■ Your goal
Please tally the lines in the material below that contain the word "match", and give the count only.
────────
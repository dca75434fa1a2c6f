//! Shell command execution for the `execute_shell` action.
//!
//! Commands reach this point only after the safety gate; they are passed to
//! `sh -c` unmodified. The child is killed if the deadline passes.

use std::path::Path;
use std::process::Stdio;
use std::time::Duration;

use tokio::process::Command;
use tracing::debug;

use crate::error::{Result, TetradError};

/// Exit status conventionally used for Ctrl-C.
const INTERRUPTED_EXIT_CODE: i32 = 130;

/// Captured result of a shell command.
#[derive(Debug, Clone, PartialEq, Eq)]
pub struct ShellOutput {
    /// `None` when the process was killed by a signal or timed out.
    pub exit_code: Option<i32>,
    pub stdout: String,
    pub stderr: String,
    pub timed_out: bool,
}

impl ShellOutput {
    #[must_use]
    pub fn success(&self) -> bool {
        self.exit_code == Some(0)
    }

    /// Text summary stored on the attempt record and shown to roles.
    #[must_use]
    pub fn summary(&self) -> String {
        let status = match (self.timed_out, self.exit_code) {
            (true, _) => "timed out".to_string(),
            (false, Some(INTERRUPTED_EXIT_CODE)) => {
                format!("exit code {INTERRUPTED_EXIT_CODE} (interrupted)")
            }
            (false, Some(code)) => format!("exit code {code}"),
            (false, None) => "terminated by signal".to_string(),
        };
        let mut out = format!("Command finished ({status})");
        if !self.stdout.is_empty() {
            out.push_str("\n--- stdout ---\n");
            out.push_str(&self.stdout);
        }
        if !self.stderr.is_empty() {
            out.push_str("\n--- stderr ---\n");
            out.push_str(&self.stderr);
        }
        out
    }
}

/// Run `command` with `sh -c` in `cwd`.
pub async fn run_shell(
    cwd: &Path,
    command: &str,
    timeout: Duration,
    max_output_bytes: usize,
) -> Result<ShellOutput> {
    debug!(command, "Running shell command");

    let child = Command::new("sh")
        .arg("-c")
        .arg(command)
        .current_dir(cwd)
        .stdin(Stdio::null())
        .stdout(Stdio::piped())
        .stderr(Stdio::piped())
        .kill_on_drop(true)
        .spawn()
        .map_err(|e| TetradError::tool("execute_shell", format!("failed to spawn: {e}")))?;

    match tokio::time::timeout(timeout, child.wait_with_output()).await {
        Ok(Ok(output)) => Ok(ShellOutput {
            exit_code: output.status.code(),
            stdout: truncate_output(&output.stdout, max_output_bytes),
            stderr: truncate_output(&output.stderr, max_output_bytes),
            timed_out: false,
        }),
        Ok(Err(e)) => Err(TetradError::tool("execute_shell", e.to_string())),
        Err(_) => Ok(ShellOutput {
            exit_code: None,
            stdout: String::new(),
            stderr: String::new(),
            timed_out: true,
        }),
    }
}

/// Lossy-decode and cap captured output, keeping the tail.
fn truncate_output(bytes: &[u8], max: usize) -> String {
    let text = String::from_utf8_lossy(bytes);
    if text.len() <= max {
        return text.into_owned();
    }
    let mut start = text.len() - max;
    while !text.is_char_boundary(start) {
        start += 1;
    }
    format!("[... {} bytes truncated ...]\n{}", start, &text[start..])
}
────────
■ Answer to this task
2